Strange thing today. Got my NetScaler VPX working perfectly, and suddenly it stopped working and gave me a ‘Cannot complete the request’ after logging in.

The complete error:

A CitrixAGBasic Login request has failed.
Citrix.DeliveryServicesClients.Authentication.AG.AGAuthenticatorException, Citrix.DeliveryServicesClients.Authentication, Version=2.1.0.0, Culture=neutral, PublicKeyToken=null
AuthenticateInternal encountered an exception.
at Citrix.DeliveryServicesClients.Authentication.AG.AGAuthenticator.AuthenticateInternal(HttpRequestBase clientRequest, String agAuthentServiceUrl, String tokenForServiceID, String tokenForServiceURL, TimeSpan requestedTokenLifetime)
at Citrix.DeliveryServicesClients.Authentication.AG.AGAuthenticator.Authenticate(HttpRequestBase request)
at Citrix.Web.AuthControllers.Controllers.AuthenticationController.DoAGSSOLogin()

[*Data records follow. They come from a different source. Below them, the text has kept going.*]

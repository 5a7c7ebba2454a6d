//! The caller-facing entry point.
//!
//! [`Client`] ties a [`ModelBackend`], a [`ToolRegistry`] and [`ChatOptions`]
//! together and exposes the three ways of asking a question:
//!
//! - [`Client::run_turn`] runs the full tool loop and returns the final
//!   [`TurnOutcome`].
//! - [`Client::stream_turn`] runs the same loop on a background task and hands
//!   back a [`TurnHandle`], a live stream of [`TurnEvent`]s for forwarding text
//!   to a client as it is generated.
//! - [`Client::complete`] is the single-shot path used for evaluation: no tools,
//!   deterministic sampling, only the first text segment of the answer.
//!
//! The client holds no conversation state. Callers pass in the stored turns each
//! time, so one `Client` serves any number of conversations concurrently.
//!
//! # Examples
//!
//! ```rust,no_run
//! use kb_chat::{ChatOptions, Client, ToolRegistry, TurnEvent, StreamEvent, query_db, fetch_metadata};
//! use futures::StreamExt;
//! use serde_json::json;
//!
//! # async fn example() -> Result<(), Box<dyn std::error::Error>> {
//! let options = ChatOptions::builder()
//!     .system_prompt("You answer questions using the knowledge base.")
//!     .build()?;
//!
//! let registry = ToolRegistry::new()
//!     .with(query_db(|args| async move {
//!         Ok(json!({"passages": [format!("results for {}", args["query"])]}))
//!     }))
//!     .with(fetch_metadata(|_| async move { Ok(json!({"year": "2024"})) }));
//!
//! let client = Client::new(options, registry)?;
//!
//! let mut turn = client.stream_turn(&[], "When is the application deadline?")?;
//! while let Some(event) = turn.next().await {
//!     if let TurnEvent::Stream { event: StreamEvent::TextDelta(text), .. } = event {
//!         print!("{}", text);
//!     }
//! }
//! let outcome = turn.outcome().await?;
//! println!("\n({} rounds)", outcome.rounds);
//! # Ok(())
//! # }
//! ```

use crate::backend::{HttpBackend, ModelBackend, ModelRequest};
use crate::config::ChatOptions;
use crate::context::truncate_turns;
use crate::history::assemble_history;
use crate::orchestrator::{ConversationState, ToolOrchestrationLoop, TurnEvent, TurnOutcome};
use crate::tools::ToolRegistry;
use crate::types::Turn;
use crate::{Error, Result};
use futures::stream::{FusedStream, Stream};
use serde_json::Value;
use std::pin::Pin;
use std::sync::Arc;
use std::task::{Context, Poll};
use tokio::sync::mpsc;
use tokio::task::JoinHandle;
use tokio_stream::wrappers::UnboundedReceiverStream;
use tokio_util::sync::CancellationToken;

/// Runs prompts against the model with the registered tools.
#[derive(Clone)]
pub struct Client {
    backend: Arc<dyn ModelBackend>,
    registry: Arc<ToolRegistry>,
    options: Arc<ChatOptions>,
}

impl std::fmt::Debug for Client {
    fn fmt(&self, f: &mut std::fmt::Formatter<'_>) -> std::fmt::Result {
        f.debug_struct("Client")
            .field("registry", &self.registry)
            .field("options", &self.options)
            .finish_non_exhaustive()
    }
}

impl Client {
    /// Create a client talking to the runtime endpoint in `options`.
    ///
    /// # Errors
    ///
    /// Returns an error if the HTTP client cannot be built.
    pub fn new(options: ChatOptions, registry: ToolRegistry) -> Result<Self> {
        let backend = HttpBackend::new(&options)?;
        Ok(Self::with_backend(Arc::new(backend), registry, options))
    }

    /// Create a client over any backend.
    pub fn with_backend(
        backend: Arc<dyn ModelBackend>,
        registry: ToolRegistry,
        options: ChatOptions,
    ) -> Self {
        Self {
            backend,
            registry: Arc::new(registry),
            options: Arc::new(options),
        }
    }

    pub fn options(&self) -> &ChatOptions {
        &self.options
    }

    pub fn registry(&self) -> &ToolRegistry {
        &self.registry
    }

    fn conversation(&self, history: &[Turn], prompt: &str) -> Result<ConversationState> {
        check_prompt(prompt)?;
        Ok(ConversationState::new(
            self.options.system_prompt.clone(),
            self.replayed(history).to_vec(),
            prompt,
        ))
    }

    fn replayed<'a>(&self, history: &'a [Turn]) -> &'a [Turn] {
        match self.options.max_history_turns {
            Some(keep) => truncate_turns(history, keep),
            None => history,
        }
    }

    fn engine(&self, cancellation: CancellationToken) -> ToolOrchestrationLoop {
        ToolOrchestrationLoop::new(
            Arc::clone(&self.backend),
            Arc::clone(&self.registry),
            Arc::clone(&self.options),
        )
        .with_cancellation(cancellation)
    }

    /// Answer `prompt` given the prior `history`, running tools as requested.
    ///
    /// # Errors
    ///
    /// Returns [`Error::TurnAborted`] if the model cannot be reached, a tool call
    /// is malformed, or the stream breaks protocol. Hitting the round limit is not
    /// an error; check [`TurnOutcome::termination`].
    pub async fn run_turn(&self, history: &[Turn], prompt: &str) -> Result<TurnOutcome> {
        self.run_turn_with_cancellation(history, prompt, CancellationToken::new())
            .await
    }

    /// [`run_turn`](Self::run_turn) that gives up as soon as `cancellation` fires.
    pub async fn run_turn_with_cancellation(
        &self,
        history: &[Turn],
        prompt: &str,
        cancellation: CancellationToken,
    ) -> Result<TurnOutcome> {
        let conversation = self.conversation(history, prompt)?;
        self.engine(cancellation).run(conversation).await
    }

    /// Start a turn on a background task and stream its events.
    ///
    /// Must be called from within a Tokio runtime.
    ///
    /// # Errors
    ///
    /// Returns [`Error::InvalidInput`] for an empty prompt. Failures during the turn
    /// are reported by [`TurnHandle::outcome`].
    pub fn stream_turn(&self, history: &[Turn], prompt: &str) -> Result<TurnHandle> {
        let conversation = self.conversation(history, prompt)?;
        let cancellation = CancellationToken::new();
        let mut engine = self.engine(cancellation.clone());
        let (tx, rx) = mpsc::unbounded_channel();

        let task = tokio::spawn(async move {
            engine
                .run_with_events(conversation, move |event| {
                    // The receiver may be gone; the turn still completes.
                    let _ = tx.send(event);
                })
                .await
        });

        Ok(TurnHandle {
            events: UnboundedReceiverStream::new(rx),
            task,
            cancellation,
            finished: false,
        })
    }

    /// Single-shot answer without tools.
    ///
    /// Sends one request at the evaluation temperature, with the configured content
    /// policy, and returns the text of the first content segment.
    ///
    /// # Errors
    ///
    /// - [`Error::UnexpectedToolUse`] if the model answered with a tool request
    /// - [`Error::Invocation`] if the response has no content
    /// - [`Error::InvalidInput`] for an empty prompt
    pub async fn complete(&self, history: &[Turn], prompt: &str) -> Result<String> {
        check_prompt(prompt)?;
        let messages = assemble_history(self.replayed(history), prompt);
        let mut request = ModelRequest::new(
            self.options.system_prompt.clone(),
            messages,
            self.options.max_output_tokens,
        )
        .with_temperature(self.options.evaluation_temperature);
        request.content_policy = self.options.content_policy.clone();

        log::debug!(
            "Invoking {} without tools ({} messages)",
            self.options.model_id,
            request.messages.len()
        );
        let response = self.backend.invoke(&request).await.inspect_err(|e| {
            log::error!("Model invocation failed: {}", e);
        })?;

        first_text(&response)
    }
}

fn check_prompt(prompt: &str) -> Result<()> {
    if prompt.trim().is_empty() {
        return Err(Error::invalid_input("prompt must not be empty"));
    }
    Ok(())
}

/// Text of the first content segment of a response document.
fn first_text(response: &Value) -> Result<String> {
    let first = response
        .get("content")
        .and_then(Value::as_array)
        .and_then(|content| content.first())
        .ok_or_else(|| Error::invocation("response contained no content"))?;

    match first.get("type").and_then(Value::as_str) {
        Some("text") => Ok(first
            .get("text")
            .and_then(Value::as_str)
            .unwrap_or_default()
            .to_string()),
        Some("tool_use") => Err(Error::UnexpectedToolUse {
            name: first
                .get("name")
                .and_then(Value::as_str)
                .unwrap_or("unknown")
                .to_string(),
        }),
        other => Err(Error::protocol(format!(
            "unexpected first content segment type: {}",
            other.unwrap_or("none")
        ))),
    }
}

/// A turn running in the background.
///
/// Poll it as a [`Stream`] for live [`TurnEvent`]s, then call
/// [`outcome`](Self::outcome) for the result. The event stream ends when the turn
/// ends, successfully or not.
pub struct TurnHandle {
    events: UnboundedReceiverStream<TurnEvent>,
    task: JoinHandle<Result<TurnOutcome>>,
    cancellation: CancellationToken,
    finished: bool,
}

impl TurnHandle {
    /// Stop the turn. No events follow the cancellation.
    pub fn cancel(&self) {
        self.cancellation.cancel();
    }

    pub fn cancellation_token(&self) -> CancellationToken {
        self.cancellation.clone()
    }

    /// Wait for the turn to end.
    ///
    /// Events not yet consumed are discarded.
    pub async fn outcome(self) -> Result<TurnOutcome> {
        match self.task.await {
            Ok(result) => result,
            Err(e) => Err(Error::other(format!("turn task failed: {}", e))),
        }
    }
}

impl Stream for TurnHandle {
    type Item = TurnEvent;

    fn poll_next(self: Pin<&mut Self>, cx: &mut Context<'_>) -> Poll<Option<Self::Item>> {
        let this = self.get_mut();
        if this.finished {
            return Poll::Ready(None);
        }
        match Pin::new(&mut this.events).poll_next(cx) {
            Poll::Ready(None) => {
                this.finished = true;
                Poll::Ready(None)
            }
            other => other,
        }
    }
}

impl FusedStream for TurnHandle {
    fn is_terminated(&self) -> bool {
        self.finished
    }
}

System.Net.WebException, System, Version=4.0.0.0, Culture=neutral, PublicKeyToken=b77a5c561934e089
The remote server returned an error: (403) Forbidden.
Url: https://if1.domain.local/Citrix/Authentication/CitrixAGBasic/Authenticate
ExceptionStatus: ProtocolError
ResponseStatus: Forbidden
at System.Net.HttpWebRequest.GetResponse()
at Citrix.DeliveryServicesClients.Utilities.HttpHelpers.ReceiveResponse(HttpWebRequest req)
at Citrix.DeliveryServicesClients.Authentication.ProtocolEnumerator.TokenRequestClient.SendTokenRequest(String url, RequestToken requestToken, String primaryToken, String languages, CookieContainer cookieContainer, IEnumerable`1 acceptHeaders, IDictionary`2 additionalHeaders)
at Citrix.DeliveryServicesClients.Authentication.AG.AGAuthenticator.AuthenticateInternal(HttpRequestBase clientRequest, String agAuthentServiceUrl, String tokenForServiceID, String tokenForServiceURL, TimeSpan requestedTokenLifetime)

Solution

It looked like something was wrong with the callback URL I configured in StoreFront. The strange thing is: I just used the external URL of my NetScaler Gateway. My storefront has internet access and it did work. Up until now. I solved this by adding a new NetScaler Gateway vServer on the NetScaler. I named it _local and configured the vServer with an internal IP and added my public certificate. Nothing else (no authentication or session policies etc.)

After that on the Storefront server I added an entry in my hostfile linking callback URL to the IP of my _local vServer. This ‘trick’ can be used for DMZ scenario’s as well.